[DATA PROVIDED — start]
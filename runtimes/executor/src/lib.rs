//! Language dispatch and the `runJs` / `runPython` tool contract.

pub mod cli;
mod tools;
mod types;

pub use tools::*;
pub use types::*;

use javascript_runtime::{JavaScriptConfig, JavaScriptRuntime};
use playground_shared::{ExecutionRequest, ExecutionResult, Executor, Language};
use python_runtime::{PythonConfig, PythonRuntime};
use serde::{Deserialize, Serialize};
use serde_json::Value;
use thiserror::Error;
use tracing::debug;

#[derive(Error, Debug)]
pub enum BridgeError {
    #[error("Unknown tool: {0}")]
    UnknownTool(String),

    #[error("Invalid tool input: {0}")]
    InvalidInput(#[from] serde_json::Error),
}

#[derive(Debug, Clone, Default, Serialize, Deserialize)]
pub struct ExecutorConfig {
    pub javascript: JavaScriptConfig,
    pub python: PythonConfig,
}

/// Routes requests to the runtime for their language. Holds configuration
/// only; every call builds and tears down its own context or process.
pub struct CodeExecutor {
    javascript: JavaScriptRuntime,
    python: PythonRuntime,
}

impl CodeExecutor {
    pub fn new(config: ExecutorConfig) -> Self {
        Self {
            javascript: JavaScriptRuntime::new(config.javascript),
            python: PythonRuntime::new(config.python),
        }
    }

    pub fn runtime(&self, language: Language) -> &dyn Executor {
        match language {
            Language::JavaScript => &self.javascript,
            Language::Python => &self.python,
        }
    }

    pub async fn execute(&self, request: ExecutionRequest) -> ExecutionResult {
        self.runtime(request.language).execute(request).await
    }

    pub fn default_timeout_ms(&self, tool: Tool) -> u64 {
        match tool {
            Tool::RunJs => self.javascript.config().default_timeout_ms,
            Tool::RunPython => self.python.config().default_timeout_ms,
        }
    }

    pub fn descriptors(&self) -> Vec<ToolDescriptor> {
        Tool::ALL
            .iter()
            .map(|tool| tool.descriptor(self.default_timeout_ms(*tool)))
            .collect()
    }

    /// Executes one tool call and returns its wire record. Execution
    /// failures are part of the record; only an unknown tool or malformed
    /// input is an error.
    pub async fn call_tool(&self, tool_name: &str, input: Value) -> Result<Value, BridgeError> {
        let tool = Tool::from_name(tool_name)
            .ok_or_else(|| BridgeError::UnknownTool(tool_name.to_string()))?;
        let input: ToolInput = serde_json::from_value(input)?;
        debug!(tool = %tool, "Dispatching tool call");

        let result = self.execute(input.into_request(tool.language())).await;
        Ok(tool.render(result)?)
    }

    /// Handles one `serve` request, folding every error into an
    /// `{"error": ...}` record.
    pub async fn handle_invocation(&self, invocation: ToolInvocation) -> Value {
        let mut response = match self.call_tool(&invocation.tool, invocation.input).await {
            Ok(record) => record,
            Err(e) => serde_json::json!({ "error": e.to_string() }),
        };
        if let (Some(id), Some(object)) = (invocation.id, response.as_object_mut()) {
            object.insert("id".to_string(), id);
        }
        response
    }
}

impl Default for CodeExecutor {
    fn default() -> Self {
        Self::new(ExecutorConfig::default())
    }
}
use anyhow::{bail, Context, Result};
use csv::{ReaderBuilder, Writer};
use std::fs::File;
use std::path::Path;
use tracing::info;

/// A whole delimited-text table held in memory.
#[derive(Debug, Clone, PartialEq, Eq)]
pub struct Table {
    /// Column names, from the header row of the file.
    pub headers: Vec<String>,
    /// Each data row, as a Vec of Strings (one per field), in file order.
    pub rows: Vec<Vec<String>>,
}

impl Table {
    /// Read `path` as comma-delimited text with a header row.
    /// Every data row must have the same field count as the header.
    #[tracing::instrument(level = "info", skip(path), fields(path = %path.as_ref().display()))]
    pub fn load<P: AsRef<Path>>(path: P) -> Result<Self> {
        let file = File::open(&path)
            .with_context(|| format!("failed to open source file {}", path.as_ref().display()))?;
        let mut rdr = ReaderBuilder::new().has_headers(true).from_reader(file);

        let headers: Vec<String> = rdr
            .headers()
            .with_context(|| {
                format!("failed to read header row of {}", path.as_ref().display())
            })?
            .iter()
            .map(str::to_string)
            .collect();
        if headers.is_empty() {
            bail!("{} is empty: no header row", path.as_ref().display());
        }

        let mut rows: Vec<Vec<String>> = Vec::new();
        for (idx, result) in rdr.records().enumerate() {
            let record = result.with_context(|| {
                format!(
                    "CSV parse error in {} at data row {}",
                    path.as_ref().display(),
                    idx + 1
                )
            })?;
            rows.push(record.iter().map(str::to_string).collect());
        }

        info!(rows = rows.len(), columns = headers.len(), "loaded table");
        Ok(Table { headers, rows })
    }

    /// Remove the column at index 0, keeping the remaining columns and every
    /// cell value in their original order. Purely positional: the first
    /// column goes no matter what it is named or contains.
    ///
    /// A table with fewer than two columns is rejected: dropping the only
    /// column would leave a zero-column table, which the output format
    /// cannot represent.
    pub fn drop_first_column(self) -> Result<Self> {
        if self.headers.len() < 2 {
            bail!(
                "table has {} column(s); need at least 2 to drop the first",
                self.headers.len()
            );
        }

        let headers: Vec<String> = self.headers.into_iter().skip(1).collect();
        let rows: Vec<Vec<String>> = self
            .rows
            .into_iter()
            .map(|row| row.into_iter().skip(1).collect())
            .collect();

        Ok(Table { headers, rows })
    }

    /// Write the table to `path` (created or truncated): header row first,
    /// then one comma-delimited record per line. No row-index column is
    /// added.
    #[tracing::instrument(level = "info", skip(self, path), fields(path = %path.as_ref().display()))]
    pub fn save<P: AsRef<Path>>(&self, path: P) -> Result<()> {
        let file = File::create(&path).with_context(|| {
            format!(
                "failed to create destination file {}",
                path.as_ref().display()
            )
        })?;
        let mut wtr = Writer::from_writer(file);

        wtr.write_record(&self.headers).context("writing header row")?;
        for (idx, row) in self.rows.iter().enumerate() {
            wtr.write_record(row)
                .with_context(|| format!("writing data row {}", idx + 1))?;
        }
        wtr.flush().with_context(|| {
            format!("flushing destination file {}", path.as_ref().display())
        })?;

        info!(rows = self.rows.len(), columns = self.headers.len(), "saved table");
        Ok(())
    }
}
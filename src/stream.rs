use anyhow::{bail, Context, Result};
use csv::{ReaderBuilder, StringRecord, Writer};
use std::fs::File;
use std::path::Path;
use tracing::info;

/// Copy `input` to `output`, dropping field 0 of every record. Holds one
/// record in memory at a time, so arbitrarily large files pass through
/// without buffering the whole table.
///
/// The destination is only created once the source has been opened and its
/// header validated, so a bad source leaves no file behind. Returns the
/// number of data rows written.
#[tracing::instrument(
    level = "info",
    skip(input, output),
    fields(input = %input.as_ref().display(), output = %output.as_ref().display())
)]
pub fn drop_first_field<P: AsRef<Path>, Q: AsRef<Path>>(input: P, output: Q) -> Result<u64> {
    let file = File::open(&input)
        .with_context(|| format!("failed to open source file {}", input.as_ref().display()))?;
    let mut rdr = ReaderBuilder::new().has_headers(true).from_reader(file);

    let headers = rdr
        .headers()
        .with_context(|| format!("failed to read header row of {}", input.as_ref().display()))?
        .clone();
    if headers.len() < 2 {
        bail!(
            "table has {} column(s); need at least 2 to drop the first",
            headers.len()
        );
    }

    let out = File::create(&output).with_context(|| {
        format!(
            "failed to create destination file {}",
            output.as_ref().display()
        )
    })?;
    let mut wtr = Writer::from_writer(out);

    wtr.write_record(headers.iter().skip(1))
        .context("writing header row")?;

    let mut written: u64 = 0;
    let mut record = StringRecord::new();
    loop {
        let more = rdr.read_record(&mut record).with_context(|| {
            format!(
                "CSV parse error in {} at data row {}",
                input.as_ref().display(),
                written + 1
            )
        })?;
        if !more {
            break;
        }
        wtr.write_record(record.iter().skip(1))
            .with_context(|| format!("writing data row {}", written + 1))?;
        written += 1;
    }
    wtr.flush().with_context(|| {
        format!(
            "flushing destination file {}",
            output.as_ref().display()
        )
    })?;

    info!(rows = written, "streamed table");
    Ok(written)
}

#[cfg(test)]
mod tests {
    use super::*;
    use crate::table::Table;
    use anyhow::Result;
    use std::fs;
    use std::io::Write;
    use tempfile::{NamedTempFile, TempDir};
    use tracing_subscriber::{EnvFilter, FmtSubscriber};

    fn init_test_logging() {
        let subscriber = FmtSubscriber::builder()
            .with_env_filter(
                EnvFilter::try_from_default_env()
                    .unwrap_or_else(|_| EnvFilter::new("info,deindex=debug")),
            )
            .with_test_writer()
            .finish();
        let _ = tracing::subscriber::set_global_default(subscriber);
    }

    fn write_sample(content: &str) -> Result<NamedTempFile> {
        let mut tmp = NamedTempFile::new()?;
        tmp.write_all(content.as_bytes())?;
        Ok(tmp)
    }

    #[test]
    fn streams_the_reference_example() -> Result<()> {
        init_test_logging();
        let src = write_sample("A,B,C\n1,2,3\n4,5,6\n")?;
        let out_dir = TempDir::new()?;
        let out_path = out_dir.path().join("out.csv");

        let rows = drop_first_field(src.path(), &out_path)?;

        assert_eq!(rows, 2);
        assert_eq!(fs::read_to_string(&out_path)?, "B,C\n2,3\n5,6\n");
        Ok(())
    }

    #[test]
    fn matches_the_in_memory_path_byte_for_byte() -> Result<()> {
        init_test_logging();
        let src = write_sample(
            "idx,name,comment\n0,alpha,\"one, two\"\n1,beta,plain\n2,gamma,\"quoted \"\"inner\"\"\"\n",
        )?;
        let out_dir = TempDir::new()?;
        let streamed = out_dir.path().join("streamed.csv");
        let buffered = out_dir.path().join("buffered.csv");

        drop_first_field(src.path(), &streamed)?;
        Table::load(src.path())?.drop_first_column()?.save(&buffered)?;

        assert_eq!(fs::read(&streamed)?, fs::read(&buffered)?);
        Ok(())
    }

    #[test]
    fn missing_source_creates_no_destination() {
        init_test_logging();
        let out_dir = TempDir::new().unwrap();
        let out_path = out_dir.path().join("out.csv");

        let err = drop_first_field("no/such/file.csv", &out_path).unwrap_err();
        assert!(err.to_string().contains("no/such/file.csv"));
        assert!(!out_path.exists());
    }

    #[test]
    fn single_column_source_creates_no_destination() -> Result<()> {
        init_test_logging();
        let src = write_sample("A\n1\n")?;
        let out_dir = TempDir::new()?;
        let out_path = out_dir.path().join("out.csv");

        assert!(drop_first_field(src.path(), &out_path).is_err());
        assert!(!out_path.exists());
        Ok(())
    }

    #[test]
    fn missing_destination_directory_is_an_io_error() -> Result<()> {
        init_test_logging();
        let src = write_sample("A,B\n1,2\n")?;
        let out_dir = TempDir::new()?;
        let out_path = out_dir.path().join("nested/does/not/exist/out.csv");

        let err = drop_first_field(src.path(), &out_path).unwrap_err();
        assert!(err.to_string().contains("destination"));
        Ok(())
    }
}
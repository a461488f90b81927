//! Domain errors for the flaky test analyzer.

use thiserror::Error;

/// Domain-level errors that can occur while collecting or reading analysis data.
#[derive(Debug, Error)]
pub enum DomainError {
    /// Reason-specific evidence was requested from a test whose reason is a
    /// different variant (or absent).
    #[error("Invalid reason state: expected {expected}, found {actual}")]
    InvalidReasonState {
        expected: &'static str,
        actual: &'static str,
    },

    #[error("Malformed execution record: {0}")]
    MalformedRecord(String),

    #[error("Build history unavailable: {0}")]
    HistoryUnavailable(String),

    #[error("Project not found: {0}")]
    ProjectNotFound(String),

    #[error("Validation failed: {0}")]
    ValidationFailed(String),

    #[error("Database error: {0}")]
    DatabaseError(String),

    #[error("Serialization error: {0}")]
    SerializationError(String),
}

pub type DomainResult<T> = Result<T, DomainError>;

impl From<sqlx::Error> for DomainError {
    fn from(err: sqlx::Error) -> Self {
        DomainError::DatabaseError(err.to_string())
    }
}

impl From<serde_json::Error> for DomainError {
    fn from(err: serde_json::Error) -> Self {
        DomainError::SerializationError(err.to_string())
    }
}

#[cfg(test)]
mod tests {
    use super::*;

    #[test]
    fn test_invalid_reason_state_message() {
        let err = DomainError::InvalidReasonState {
            expected: "builds_on_same_modification",
            actual: "none",
        };
        assert_eq!(
            err.to_string(),
            "Invalid reason state: expected builds_on_same_modification, found none"
        );
    }

    #[test]
    fn test_from_serde_error() {
        let err = serde_json::from_str::<u32>("not a number").unwrap_err();
        let domain: DomainError = err.into();
        assert!(matches!(domain, DomainError::SerializationError(_)));
    }
}
//! SQLite connection pool management.

use sqlx::sqlite::{SqliteConnectOptions, SqliteJournalMode, SqlitePoolOptions, SqliteSynchronous};
use sqlx::SqlitePool;
use std::path::Path;
use std::str::FromStr;
use std::time::Duration;
use thiserror::Error;

use crate::domain::models::DatabaseConfig;

#[derive(Debug, Error)]
pub enum ConnectionError {
    #[error("Failed to create pool: {0}")]
    PoolCreationFailed(#[source] sqlx::Error),
    #[error("Invalid database URL: {0}")]
    InvalidDatabaseUrl(String),
    #[error("Failed to create directory: {0}")]
    DirectoryCreationFailed(#[source] std::io::Error),
}

#[derive(Debug, Clone)]
pub struct PoolConfig {
    pub max_connections: u32,
    pub min_connections: u32,
    pub acquire_timeout: Duration,
}

impl Default for PoolConfig {
    fn default() -> Self {
        Self {
            max_connections: 5,
            min_connections: 1,
            acquire_timeout: Duration::from_secs(3),
        }
    }
}

impl From<&DatabaseConfig> for PoolConfig {
    fn from(config: &DatabaseConfig) -> Self {
        Self {
            max_connections: config.max_connections,
            ..Self::default()
        }
    }
}

/// `sqlite:` URL for a database file path.
pub fn database_url(path: &str) -> String {
    if path.starts_with("sqlite:") {
        path.to_string()
    } else {
        format!("sqlite:{path}")
    }
}

pub async fn create_pool(
    database_url: &str,
    config: Option<PoolConfig>,
) -> Result<SqlitePool, ConnectionError> {
    let config = config.unwrap_or_default();
    ensure_database_directory(database_url)?;

    let connect_options = SqliteConnectOptions::from_str(database_url)
        .map_err(|_| ConnectionError::InvalidDatabaseUrl(database_url.to_string()))?
        .create_if_missing(true)
        .journal_mode(SqliteJournalMode::Wal)
        .synchronous(SqliteSynchronous::Normal)
        .foreign_keys(true)
        .busy_timeout(Duration::from_secs(30));

    SqlitePoolOptions::new()
        .max_connections(config.max_connections)
        .min_connections(config.min_connections)
        .acquire_timeout(config.acquire_timeout)
        .connect_with(connect_options)
        .await
        .map_err(ConnectionError::PoolCreationFailed)
}

/// Single-connection in-memory pool for tests.
pub async fn create_test_pool() -> Result<SqlitePool, ConnectionError> {
    let connect_options = SqliteConnectOptions::from_str("sqlite::memory:")
        .map_err(|_| ConnectionError::InvalidDatabaseUrl("sqlite::memory:".to_string()))?
        .foreign_keys(true);

    SqlitePoolOptions::new()
        .max_connections(1)
        .connect_with(connect_options)
        .await
        .map_err(ConnectionError::PoolCreationFailed)
}

fn ensure_database_directory(database_url: &str) -> Result<(), ConnectionError> {
    let path = database_url
        .strip_prefix("sqlite://")
        .or_else(|| database_url.strip_prefix("sqlite:"))
        .unwrap_or(database_url);

    if path == ":memory:" || path.is_empty() {
        return Ok(());
    }

    if let Some(parent) = Path::new(path).parent() {
        if !parent.as_os_str().is_empty() && !parent.exists() {
            std::fs::create_dir_all(parent).map_err(ConnectionError::DirectoryCreationFailed)?;
        }
    }
    Ok(())
}
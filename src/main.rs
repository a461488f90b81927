//! flaky-tests CLI entry point.

use anyhow::{bail, Context, Result};
use clap::Parser;

use flaky_tests::cli::{commands, Cli, Commands};
use flaky_tests::domain::models::Config;
use flaky_tests::infrastructure::config::ConfigLoader;
use flaky_tests::infrastructure::logging::{LogConfig, LoggerImpl};

fn load_config(cli: &Cli) -> Result<Config> {
    match cli.config {
        Some(ref path) => {
            if !path.exists() {
                bail!("Config file not found: {}", path.display());
            }
            ConfigLoader::load_from_file(path)
        }
        None => ConfigLoader::load(),
    }
}

async fn run(cli: Cli) -> Result<()> {
    let config = load_config(&cli)?;
    let log_config = LogConfig::try_from(&config.logging).context("Invalid logging configuration")?;
    let _logger = LoggerImpl::init(&log_config)?;

    match cli.command {
        Commands::Ingest(args) => commands::ingest::execute(args, &config, cli.json).await,
        Commands::Analyze(args) => commands::analyze::execute(args, &config, cli.json).await,
        Commands::Test(args) => commands::test::execute(args, &config, cli.json).await,
    }
}

#[tokio::main]
async fn main() {
    let cli = Cli::parse();
    let json = cli.json;

    if let Err(err) = run(cli).await {
        flaky_tests::cli::handle_error(err, json);
    }
}
use async_trait::async_trait;
use chrono::{DateTime, Duration, Utc};

use crate::domain::errors::DomainResult;
use crate::domain::models::{ProjectTree, RawExecutionRecord};

/// Time range of build history inspected by one analysis pass.
#[derive(Debug, Clone, Copy, PartialEq, Eq)]
pub struct AnalysisWindow {
    /// Inclusive lower bound, epoch milliseconds
    pub since: i64,
    /// Inclusive upper bound, epoch milliseconds
    pub until: i64,
}

impl AnalysisWindow {
    pub fn new(since: i64, until: i64) -> Self {
        Self { since, until }
    }

    /// The last `days` days up to `now`.
    ///
    /// A span reaching past the representable calendar starts at the
    /// earliest timestamp instead.
    pub fn last_days(days: u32, now: DateTime<Utc>) -> Self {
        let since = Duration::try_days(i64::from(days))
            .and_then(|span| now.checked_sub_signed(span))
            .map_or(i64::MIN, |since| since.timestamp_millis());
        Self {
            since,
            until: now.timestamp_millis(),
        }
    }

    /// Everything ever recorded.
    pub fn unbounded() -> Self {
        Self {
            since: i64::MIN,
            until: i64::MAX,
        }
    }

    pub fn contains(&self, timestamp: i64) -> bool {
        (self.since..=self.until).contains(&timestamp)
    }
}

/// Read access to recorded test executions
///
/// Implementations decide what belongs to a project's scope (typically the
/// project and all of its sub-projects).
#[async_trait]
pub trait BuildHistoryStore: Send + Sync {
    /// All executions within the project scope whose timestamp lies in `window`
    async fn fetch_executions(
        &self,
        project_id: &str,
        window: &AnalysisWindow,
    ) -> DomainResult<Vec<RawExecutionRecord>>;

    /// The project hierarchy known to the store
    async fn project_tree(&self) -> DomainResult<ProjectTree>;
}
[DATA PROVIDED — finish]
ASSIGNMENT:
Answer only with how many lines in the records include "until".

SOLUTION FOR THIS EXERCISE:
6